Task statement -
Would you please repeat the data exactly as given?

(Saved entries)
*** Block opens ***

// Copyright 2025 Kirky.X
//
// Licensed under the Apache License, Version 2.0 (the "License");
// you may not use this file except in compliance with the License.
// You may obtain a copy of the License at
//
//     http://www.apache.org/licenses/LICENSE-2.0
//
// Unless required by applicable law or agreed to in writing, software
// distributed under the License is distributed on an "AS IS" BASIS,
// WITHOUT WARRANTIES OR CONDITIONS OF ANY KIND, either express or implied.
// See the License for the specific language governing permissions and
// limitations under the License.

use anyhow::Context;
use chrono::NaiveDate;
use psirs::application::use_cases::measurement_use_case::{
    MeasurementPlan, MeasurementUseCase, RunReport,
};
use psirs::config::settings::Settings;
use psirs::domain::repositories::result_sink::ResultSink;
use psirs::domain::services::response_transformer::ResponseTransformer;
use psirs::engines::pagespeed_engine::PageSpeedEngine;
use psirs::infrastructure::observability::metrics::describe_metrics;
use psirs::infrastructure::storage::{create_archive, create_sink};
use psirs::utils::{clock, telemetry};
use std::sync::Arc;
use tracing::instrument::WithSubscriber;
use tracing::{error, info};

/// 主函数
///
/// 读取配置，构建日志，然后执行一次完整的计测。
#[tokio::main]
async fn main() -> anyhow::Result<()> {
    // 1. Load configuration
    let settings = Settings::load().context("failed to load configuration")?;

    // 2. Initialize logging
    let today = clock::today();
    let telemetry = telemetry::build(&settings.logging, today)
        .context("failed to initialize logging")?;
    let dispatch = telemetry.dispatch().clone();

    // 3. Run the measurement with the explicit dispatch
    let result = run(settings, today).with_subscriber(dispatch).await;

    if let Err(e) = &result {
        tracing::dispatcher::with_default(telemetry.dispatch(), || {
            error!("Measurement run failed: {:#}", e);
        });
    }
    result.map(|_| ())
}

async fn run(settings: Settings, today: NaiveDate) -> anyhow::Result<RunReport> {
    info!(date = %clock::format_date(today), "Starting psirs...");
    describe_metrics();

    let targets = settings.load_targets()?;
    info!(count = targets.len(), "Measurement targets loaded");

    let client = Arc::new(PageSpeedEngine::from_settings(&settings.api)?);
    let sink: Arc<dyn ResultSink> = Arc::from(create_sink(&settings, today)?);
    let plan = MeasurementPlan::new(
        settings.measurement.locale.clone(),
        settings.measurement.strategies.clone(),
        targets,
    );

    let use_case = MeasurementUseCase::new(client, sink, ResponseTransformer::new(today), plan)
        .with_archive(create_archive(&settings, today));

    let report = use_case.run().await?;
    info!(
        succeeded = report.succeeded,
        failed = report.failed,
        destination = %report.destination,
        "Done"
    );
    Ok(report)
}
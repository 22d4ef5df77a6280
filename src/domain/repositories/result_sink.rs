// Copyright (c) 2025 Kirky.X
//
// Licensed under the MIT License
// See LICENSE file in the project root for full license information.

use crate::domain::models::result_row::ResultTable;
use async_trait::async_trait;
use thiserror::Error;

/// 输出错误类型
#[derive(Error, Debug)]
pub enum SinkError {
    /// IO错误
    #[error("IO error: {0}")]
    Io(#[from] std::io::Error),
    /// CSV 写入错误
    #[error("CSV error: {0}")]
    Csv(#[from] csv::Error),
    /// HTTP 请求错误
    #[error("HTTP error: {0}")]
    Http(#[from] reqwest::Error),
    /// 认证失败
    #[error("Authentication failed: {0}")]
    Auth(String),
    /// 加载作业失败
    #[error("Load job failed: {0}")]
    LoadJob(String),
    /// 其他错误
    #[error("Sink error: {0}")]
    Other(String),
}

/// 结果输出特质
///
/// 将累积的结果表写入某个目的地，返回目的地的描述（文件路径或表名）。
#[async_trait]
pub trait ResultSink: Send + Sync {
    /// 写入全部结果行
    async fn write_rows(&self, table: &ResultTable) -> Result<String, SinkError>;

    /// 输出名称
    fn name(&self) -> &'static str;
}
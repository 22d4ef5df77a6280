// Copyright 2025 Kirky.X
//
// Licensed under the Apache License, Version 2.0 (the "License");
// you may not use this file except in compliance with the License.
// You may obtain a copy of the License at
//
//     http://www.apache.org/licenses/LICENSE-2.0
//
// Unless required by applicable law or agreed to in writing, software
// distributed under the License is distributed on an "AS IS" BASIS,
// WITHOUT WARRANTIES OR CONDITIONS OF ANY KIND, either express or implied.
// See the License for the specific language governing permissions and
// limitations under the License.

use crate::domain::models::measurement::{Category, MeasurementRequest};
use crate::domain::models::result_row::{
    CategoryScores, FieldMetric, FieldMetrics, ResultRow, Scope,
};
use crate::utils::json_path::{lookup_f64, lookup_number};
use chrono::NaiveDate;
use serde_json::Value;
use tracing::warn;

/// 响应转换服务
///
/// 从 PageSpeed Insights 的响应中提取分类得分和实测指标，
/// 每次调用生成 this url / origin 两行。任何字段缺失都只会变成空值，不会中断处理。
#[derive(Debug, Clone)]
pub struct ResponseTransformer {
    date: NaiveDate,
}

impl ResponseTransformer {
    /// 创建转换服务
    ///
    /// # 参数
    ///
    /// * `date` - 写入每一行的计测日期
    pub fn new(date: NaiveDate) -> Self {
        Self { date }
    }

    /// 转换一次 API 响应
    ///
    /// # 参数
    ///
    /// * `payload` - API 返回的完整 JSON
    /// * `request` - 产生该响应的请求
    ///
    /// # 返回值
    ///
    /// `(this url 行, origin 行)`，两行只有范围和六项指标不同
    pub fn transform(&self, payload: &Value, request: &MeasurementRequest) -> (ResultRow, ResultRow) {
        let scores = extract_scores(payload, &request.target_url);

        let build = |scope: Scope| ResultRow {
            date: self.date,
            locale: request.locale.clone(),
            strategy: request.strategy,
            url: request.target_url.clone(),
            scope,
            scores,
            metrics: extract_metrics(payload, scope, &request.target_url),
        };

        (build(Scope::ThisUrl), build(Scope::Origin))
    }
}

/// 提取某个范围的六项实测指标
pub fn extract_metrics(payload: &Value, scope: Scope, url: &str) -> FieldMetrics {
    let mut metrics = FieldMetrics::default();
    for metric in FieldMetric::ALL {
        let value = lookup_number(
            payload,
            &[scope.section(), "metrics", metric.api_key(), "percentile"],
        )
        .cloned();
        if value.is_none() {
            warn!(
                url = %url,
                scope = scope.label(),
                metric = metric.api_key(),
                "Json has no value."
            );
        }
        metrics.set(metric, value);
    }
    metrics
}

/// 提取四个分类得分
pub fn extract_scores(payload: &Value, url: &str) -> CategoryScores {
    let mut scores = [None; 4];
    for (slot, category) in scores.iter_mut().zip(Category::ALL) {
        let raw = lookup_f64(
            payload,
            &["lighthouseResult", "categories", category.api_name(), "score"],
        );
        *slot = raw.map(scale_score);
        if slot.is_none() {
            warn!(url = %url, category = category.api_name(), "Category score is missing");
        }
    }
    let [performance, accessibility, best_practices, seo] = scores;
    CategoryScores {
        performance,
        accessibility,
        best_practices,
        seo,
    }
}

/// 将 0-1 的得分转换为整数百分比
///
/// 截断前加上极小值，避免 0.29 * 100 = 28.999... 这类二进制误差。
/// 因此结果与直接截断浮点数不同：`scale_score(0.29)` 为 29 而不是 28。
pub fn scale_score(score: f64) -> i64 {
    ((score * 100.0 + 1e-9).trunc() as i64).clamp(0, 100)
}

#[cfg(test)]
#[path = "response_transformer_test.rs"]
mod tests;
// Copyright (c) 2025 Kirky.X
//
// Licensed under the MIT License
// See LICENSE file in the project root for full license information.

/// 可观测性模块
///
/// 提供请求耗时和结果行数的指标记录
pub mod metrics;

*** Block closes ***

Response box -
// Copyright 2025 Kirky.X
//
// Licensed under the Apache License, Version 2.0 (the "License");
// you may not use this file except in compliance with the License.
// You may obtain a copy of the License at
//
//     http://www.apache.org/licenses/LICENSE-2.0
//
// Unless required by applicable law or agreed to in writing, software
// distributed under the License is distributed on an "AS IS" BASIS,
// WITHOUT WARRANTIES OR CONDITIONS OF ANY KIND, either express or implied.
// See the License for the specific language governing permissions and
// limitations under the License.

use anyhow::Context;
use chrono::NaiveDate;
use psirs::application::use_cases::measurement_use_case::{
    MeasurementPlan, MeasurementUseCase, RunReport,
};
use psirs::config::settings::Settings;
use psirs::domain::repositories::result_sink::ResultSink;
use psirs::domain::services::response_transformer::ResponseTransformer;
use psirs::engines::pagespeed_engine::PageSpeedEngine;
use psirs::infrastructure::observability::metrics::describe_metrics;
use psirs::infrastructure::storage::{create_archive, create_sink};
use psirs::utils::{clock, telemetry};
use std::sync::Arc;
use tracing::instrument::WithSubscriber;
use tracing::{error, info};

/// 主函数
///
/// 读取配置，构建日志，然后执行一次完整的计测。
#[tokio::main]
async fn main() -> anyhow::Result<()> {
    // 1. Load configuration
    let settings = Settings::load().context("failed to load configuration")?;

    // 2. Initialize logging
    let today = clock::today();
    let telemetry = telemetry::build(&settings.logging, today)
        .context("failed to initialize logging")?;
    let dispatch = telemetry.dispatch().clone();

    // 3. Run the measurement with the explicit dispatch
    let result = run(settings, today).with_subscriber(dispatch).await;

    if let Err(e) = &result {
        tracing::dispatcher::with_default(telemetry.dispatch(), || {
            error!("Measurement run failed: {:#}", e);
        });
    }
    result.map(|_| ())
}

async fn run(settings: Settings, today: NaiveDate) -> anyhow::Result<RunReport> {
    info!(date = %clock::format_date(today), "Starting psirs...");
    describe_metrics();

    let targets = settings.load_targets()?;
    info!(count = targets.len(), "Measurement targets loaded");

    let client = Arc::new(PageSpeedEngine::from_settings(&settings.api)?);
    let sink: Arc<dyn ResultSink> = Arc::from(create_sink(&settings, today)?);
    let plan = MeasurementPlan::new(
        settings.measurement.locale.clone(),
        settings.measurement.strategies.clone(),
        targets,
    );

    let use_case = MeasurementUseCase::new(client, sink, ResponseTransformer::new(today), plan)
        .with_archive(create_archive(&settings, today));

    let report = use_case.run().await?;
    info!(
        succeeded = report.succeeded,
        failed = report.failed,
        destination = %report.destination,
        "Done"
    );
    Ok(report)
}
repository 22d4ef5df77a6280
filename src/domain/repositories/result_sink.rs
// Copyright (c) 2025 Kirky.X
//
// Licensed under the MIT License
// See LICENSE file in the project root for full license information.

use crate::domain::models::result_row::ResultTable;
use async_trait::async_trait;
use thiserror::Error;

/// 输出错误类型
#[derive(Error, Debug)]
pub enum SinkError {
    /// IO错误
    #[error("IO error: {0}")]
    Io(#[from] std::io::Error),
    /// CSV 写入错误
    #[error("CSV error: {0}")]
    Csv(#[from] csv::Error),
    /// HTTP 请求错误
    #[error("HTTP error: {0}")]
    Http(#[from] reqwest::Error),
    /// 认证失败
    #[error("Authentication failed: {0}")]
    Auth(String),
    /// 加载作业失败
    #[error("Load job failed: {0}")]
    LoadJob(String),
    /// 其他错误
    #[error("Sink error: {0}")]
    Other(String),
}

/// 结果输出特质
///
/// 将累积的结果表写入某个目的地，返回目的地的描述（文件路径或表名）。
#[async_trait]
pub trait ResultSink: Send + Sync {
    /// 写入全部结果行
    async fn write_rows(&self, table: &ResultTable) -> Result<String, SinkError>;

    /// 输出名称
    fn name(&self) -> &'static str;
}
repository 22d4ef5df77a6280
// Copyright 2025 Kirky.X
//
// Licensed under the Apache License, Version 2.0 (the "License");
// you may not use this file except in compliance with the License.
// You may obtain a copy of the License at
//
//     http://www.apache.org/licenses/LICENSE-2.0
//
// Unless required by applicable law or agreed to in writing, software
// distributed under the License is distributed on an "AS IS" BASIS,
// WITHOUT WARRANTIES OR CONDITIONS OF ANY KIND, either express or implied.
// See the License for the specific language governing permissions and
// limitations under the License.

use crate::domain::models::measurement::{Category, MeasurementRequest};
use crate::domain::models::result_row::{
    CategoryScores, FieldMetric, FieldMetrics, ResultRow, Scope,
};
use crate::utils::json_path::{lookup_f64, lookup_number};
use chrono::NaiveDate;
use serde_json::Value;
use tracing::warn;

/// 响应转换服务
///
/// 从 PageSpeed Insights 的响应中提取分类得分和实测指标，
/// 每次调用生成 this url / origin 两行。任何字段缺失都只会变成空值，不会中断处理。
#[derive(Debug, Clone)]
pub struct ResponseTransformer {
    date: NaiveDate,
}

impl ResponseTransformer {
    /// 创建转换服务
    ///
    /// # 参数
    ///
    /// * `date` - 写入每一行的计测日期
    pub fn new(date: NaiveDate) -> Self {
        Self { date }
    }

    /// 转换一次 API 响应
    ///
    /// # 参数
    ///
    /// * `payload` - API 返回的完整 JSON
    /// * `request` - 产生该响应的请求
    ///
    /// # 返回值
    ///
    /// `(this url 行, origin 行)`，两行只有范围和六项指标不同
    pub fn transform(&self, payload: &Value, request: &MeasurementRequest) -> (ResultRow, ResultRow) {
        let scores = extract_scores(payload, &request.target_url);

        let build = |scope: Scope| ResultRow {
            date: self.date,
            locale: request.locale.clone(),
            strategy: request.strategy,
            url: request.target_url.clone(),
            scope,
            scores,
            metrics: extract_metrics(payload, scope, &request.target_url),
        };

        (build(Scope::ThisUrl), build(Scope::Origin))
    }
}

/// 提取某个范围的六项实测指标
pub fn extract_metrics(payload: &Value, scope: Scope, url: &str) -> FieldMetrics {
    let mut metrics = FieldMetrics::default();
    for metric in FieldMetric::ALL {
        let value = lookup_number(
            payload,
            &[scope.section(), "metrics", metric.api_key(), "percentile"],
        )
        .cloned();
        if value.is_none() {
            warn!(
                url = %url,
                scope = scope.label(),
                metric = metric.api_key(),
                "Json has no value."
            );
        }
        metrics.set(metric, value);
    }
    metrics
}

/// 提取四个分类得分
pub fn extract_scores(payload: &Value, url: &str) -> CategoryScores {
    let mut scores = [None; 4];
    for (slot, category) in scores.iter_mut().zip(Category::ALL) {
        let raw = lookup_f64(
            payload,
            &["lighthouseResult", "categories", category.api_name(), "score"],
        );
        *slot = raw.map(scale_score);
        if slot.is_none() {
            warn!(url = %url, category = category.api_name(), "Category score is missing");
        }
    }
    let [performance, accessibility, best_practices, seo] = scores;
    CategoryScores {
        performance,
        accessibility,
        best_practices,
        seo,
    }
}

/// 将 0-1 的得分转换为整数百分比
///
/// 截断前加上极小值，避免 0.29 * 100 = 28.999... 这类二进制误差。
/// 因此结果与直接截断浮点数不同：`scale_score(0.29)` 为 29 而不是 28。
pub fn scale_score(score: f64) -> i64 {
    ((score * 100.0 + 1e-9).trunc() as i64).clamp(0, 100)
}

#[cfg(test)]
#[path = "response_transformer_test.rs"]
mod tests;
// Copyright (c) 2025 Kirky.X
//
// Licensed under the MIT License
// See LICENSE file in the project root for full license information.

/// 可观测性模块
///
/// 提供请求耗时和结果行数的指标记录
pub mod metrics;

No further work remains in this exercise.